──────── Provided data ────────
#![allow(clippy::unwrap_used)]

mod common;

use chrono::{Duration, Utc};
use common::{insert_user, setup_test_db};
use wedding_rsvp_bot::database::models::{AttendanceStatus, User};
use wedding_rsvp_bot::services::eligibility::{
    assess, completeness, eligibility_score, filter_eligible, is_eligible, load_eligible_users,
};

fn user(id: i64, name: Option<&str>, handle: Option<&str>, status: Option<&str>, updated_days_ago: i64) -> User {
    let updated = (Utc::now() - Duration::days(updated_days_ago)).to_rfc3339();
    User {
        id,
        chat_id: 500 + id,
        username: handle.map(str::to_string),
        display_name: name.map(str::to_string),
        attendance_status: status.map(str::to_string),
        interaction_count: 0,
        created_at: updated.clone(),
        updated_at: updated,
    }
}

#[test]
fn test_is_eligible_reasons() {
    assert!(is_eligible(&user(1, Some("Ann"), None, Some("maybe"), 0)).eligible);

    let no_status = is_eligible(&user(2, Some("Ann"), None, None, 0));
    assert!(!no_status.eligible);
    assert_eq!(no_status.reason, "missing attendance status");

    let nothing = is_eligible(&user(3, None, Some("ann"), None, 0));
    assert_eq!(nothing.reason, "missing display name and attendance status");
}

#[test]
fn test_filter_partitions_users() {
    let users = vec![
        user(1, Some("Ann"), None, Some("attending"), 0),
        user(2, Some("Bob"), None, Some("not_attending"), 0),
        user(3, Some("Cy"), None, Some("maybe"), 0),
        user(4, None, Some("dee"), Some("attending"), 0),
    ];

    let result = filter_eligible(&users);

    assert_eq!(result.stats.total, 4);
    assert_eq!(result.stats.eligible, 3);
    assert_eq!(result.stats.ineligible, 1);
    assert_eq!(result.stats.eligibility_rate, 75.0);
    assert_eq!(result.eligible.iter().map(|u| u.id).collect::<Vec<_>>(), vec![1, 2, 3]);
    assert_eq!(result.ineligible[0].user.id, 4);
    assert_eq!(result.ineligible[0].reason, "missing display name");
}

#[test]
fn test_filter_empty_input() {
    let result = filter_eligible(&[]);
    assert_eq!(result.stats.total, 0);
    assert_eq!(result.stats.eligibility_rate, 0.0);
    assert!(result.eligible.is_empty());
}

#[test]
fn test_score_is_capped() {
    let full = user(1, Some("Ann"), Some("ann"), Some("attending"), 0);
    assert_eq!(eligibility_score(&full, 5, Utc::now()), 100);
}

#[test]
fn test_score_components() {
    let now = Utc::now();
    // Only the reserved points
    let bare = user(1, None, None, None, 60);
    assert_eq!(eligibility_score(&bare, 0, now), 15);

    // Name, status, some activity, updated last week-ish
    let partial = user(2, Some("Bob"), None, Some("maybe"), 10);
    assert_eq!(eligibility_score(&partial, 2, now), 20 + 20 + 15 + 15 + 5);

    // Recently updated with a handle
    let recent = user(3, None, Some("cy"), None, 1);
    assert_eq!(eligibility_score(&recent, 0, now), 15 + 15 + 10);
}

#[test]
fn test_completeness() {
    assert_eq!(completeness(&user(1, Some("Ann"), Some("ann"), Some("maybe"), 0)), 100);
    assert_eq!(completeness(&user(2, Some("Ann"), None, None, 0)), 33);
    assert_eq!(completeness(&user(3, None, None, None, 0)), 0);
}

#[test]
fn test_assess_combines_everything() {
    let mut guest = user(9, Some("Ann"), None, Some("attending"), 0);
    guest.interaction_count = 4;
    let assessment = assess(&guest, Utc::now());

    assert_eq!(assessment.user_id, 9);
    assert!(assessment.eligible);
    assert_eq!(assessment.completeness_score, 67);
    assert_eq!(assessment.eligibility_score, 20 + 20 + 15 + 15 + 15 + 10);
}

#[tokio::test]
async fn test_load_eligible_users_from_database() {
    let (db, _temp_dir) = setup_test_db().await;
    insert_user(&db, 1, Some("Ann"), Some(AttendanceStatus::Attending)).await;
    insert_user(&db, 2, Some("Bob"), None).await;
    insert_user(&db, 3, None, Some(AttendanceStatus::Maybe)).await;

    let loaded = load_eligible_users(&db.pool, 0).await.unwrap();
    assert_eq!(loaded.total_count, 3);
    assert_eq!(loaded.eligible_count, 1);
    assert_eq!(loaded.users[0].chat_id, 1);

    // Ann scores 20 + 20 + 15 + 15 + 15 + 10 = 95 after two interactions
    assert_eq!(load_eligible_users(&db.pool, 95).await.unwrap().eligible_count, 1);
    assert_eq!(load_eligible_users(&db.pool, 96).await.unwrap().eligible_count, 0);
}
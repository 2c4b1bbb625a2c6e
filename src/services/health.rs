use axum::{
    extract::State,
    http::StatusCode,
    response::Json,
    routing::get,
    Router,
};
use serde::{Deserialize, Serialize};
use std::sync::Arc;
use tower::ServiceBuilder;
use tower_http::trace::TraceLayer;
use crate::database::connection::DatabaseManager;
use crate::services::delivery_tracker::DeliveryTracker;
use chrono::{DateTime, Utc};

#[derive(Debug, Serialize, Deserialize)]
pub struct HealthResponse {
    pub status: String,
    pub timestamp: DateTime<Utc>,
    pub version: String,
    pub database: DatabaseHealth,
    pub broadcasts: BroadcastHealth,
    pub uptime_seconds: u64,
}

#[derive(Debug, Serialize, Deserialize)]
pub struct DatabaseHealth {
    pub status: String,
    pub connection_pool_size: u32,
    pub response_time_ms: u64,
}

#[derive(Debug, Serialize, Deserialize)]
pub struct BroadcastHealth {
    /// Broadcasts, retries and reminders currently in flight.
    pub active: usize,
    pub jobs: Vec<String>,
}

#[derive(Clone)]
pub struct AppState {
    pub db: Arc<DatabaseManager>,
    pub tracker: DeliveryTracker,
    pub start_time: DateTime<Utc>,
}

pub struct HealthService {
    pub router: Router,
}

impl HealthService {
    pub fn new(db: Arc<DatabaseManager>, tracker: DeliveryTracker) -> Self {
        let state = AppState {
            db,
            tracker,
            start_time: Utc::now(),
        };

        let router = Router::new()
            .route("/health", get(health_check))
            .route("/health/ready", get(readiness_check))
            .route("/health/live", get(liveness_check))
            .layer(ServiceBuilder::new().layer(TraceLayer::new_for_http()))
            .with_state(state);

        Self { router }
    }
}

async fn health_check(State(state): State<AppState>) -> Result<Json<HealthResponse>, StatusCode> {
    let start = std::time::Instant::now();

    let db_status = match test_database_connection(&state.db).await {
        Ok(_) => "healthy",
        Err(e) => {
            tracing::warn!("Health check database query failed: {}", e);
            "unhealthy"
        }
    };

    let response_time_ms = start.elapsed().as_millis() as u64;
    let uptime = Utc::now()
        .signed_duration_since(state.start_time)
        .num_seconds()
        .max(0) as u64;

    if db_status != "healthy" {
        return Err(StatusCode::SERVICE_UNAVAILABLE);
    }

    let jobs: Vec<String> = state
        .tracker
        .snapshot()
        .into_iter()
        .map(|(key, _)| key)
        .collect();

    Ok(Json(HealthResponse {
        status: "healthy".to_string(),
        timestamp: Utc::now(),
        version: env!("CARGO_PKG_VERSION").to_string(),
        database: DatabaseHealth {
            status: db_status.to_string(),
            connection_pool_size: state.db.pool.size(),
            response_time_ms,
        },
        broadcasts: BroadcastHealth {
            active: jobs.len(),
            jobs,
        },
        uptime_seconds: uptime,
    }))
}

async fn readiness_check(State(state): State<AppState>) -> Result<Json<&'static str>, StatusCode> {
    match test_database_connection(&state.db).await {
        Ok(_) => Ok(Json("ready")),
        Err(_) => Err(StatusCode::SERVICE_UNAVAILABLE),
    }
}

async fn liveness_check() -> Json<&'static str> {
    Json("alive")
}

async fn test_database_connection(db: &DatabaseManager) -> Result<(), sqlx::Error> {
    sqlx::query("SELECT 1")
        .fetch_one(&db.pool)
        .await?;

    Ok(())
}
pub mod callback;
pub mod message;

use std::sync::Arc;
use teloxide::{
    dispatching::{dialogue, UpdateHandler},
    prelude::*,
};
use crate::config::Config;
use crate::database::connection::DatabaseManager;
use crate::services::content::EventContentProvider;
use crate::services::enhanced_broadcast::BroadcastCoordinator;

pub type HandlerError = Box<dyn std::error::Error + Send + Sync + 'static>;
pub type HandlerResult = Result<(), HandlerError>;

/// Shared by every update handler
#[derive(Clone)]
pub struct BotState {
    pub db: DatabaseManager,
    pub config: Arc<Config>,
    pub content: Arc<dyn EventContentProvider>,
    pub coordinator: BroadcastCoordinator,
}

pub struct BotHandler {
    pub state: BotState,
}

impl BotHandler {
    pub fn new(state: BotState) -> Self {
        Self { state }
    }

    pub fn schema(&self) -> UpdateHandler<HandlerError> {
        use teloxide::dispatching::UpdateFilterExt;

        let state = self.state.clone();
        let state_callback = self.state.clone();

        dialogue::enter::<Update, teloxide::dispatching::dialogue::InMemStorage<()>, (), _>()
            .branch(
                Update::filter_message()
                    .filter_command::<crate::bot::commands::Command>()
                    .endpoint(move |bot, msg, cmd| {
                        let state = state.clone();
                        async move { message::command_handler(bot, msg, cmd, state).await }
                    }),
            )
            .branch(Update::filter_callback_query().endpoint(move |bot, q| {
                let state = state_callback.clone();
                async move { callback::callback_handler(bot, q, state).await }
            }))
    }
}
────────
Problem requirements
Your reply should hold all the lines from the listing above in which "branch" appears.

Response box
            .branch(
            .branch(Update::filter_callback_query().endpoint(move |bot, q| {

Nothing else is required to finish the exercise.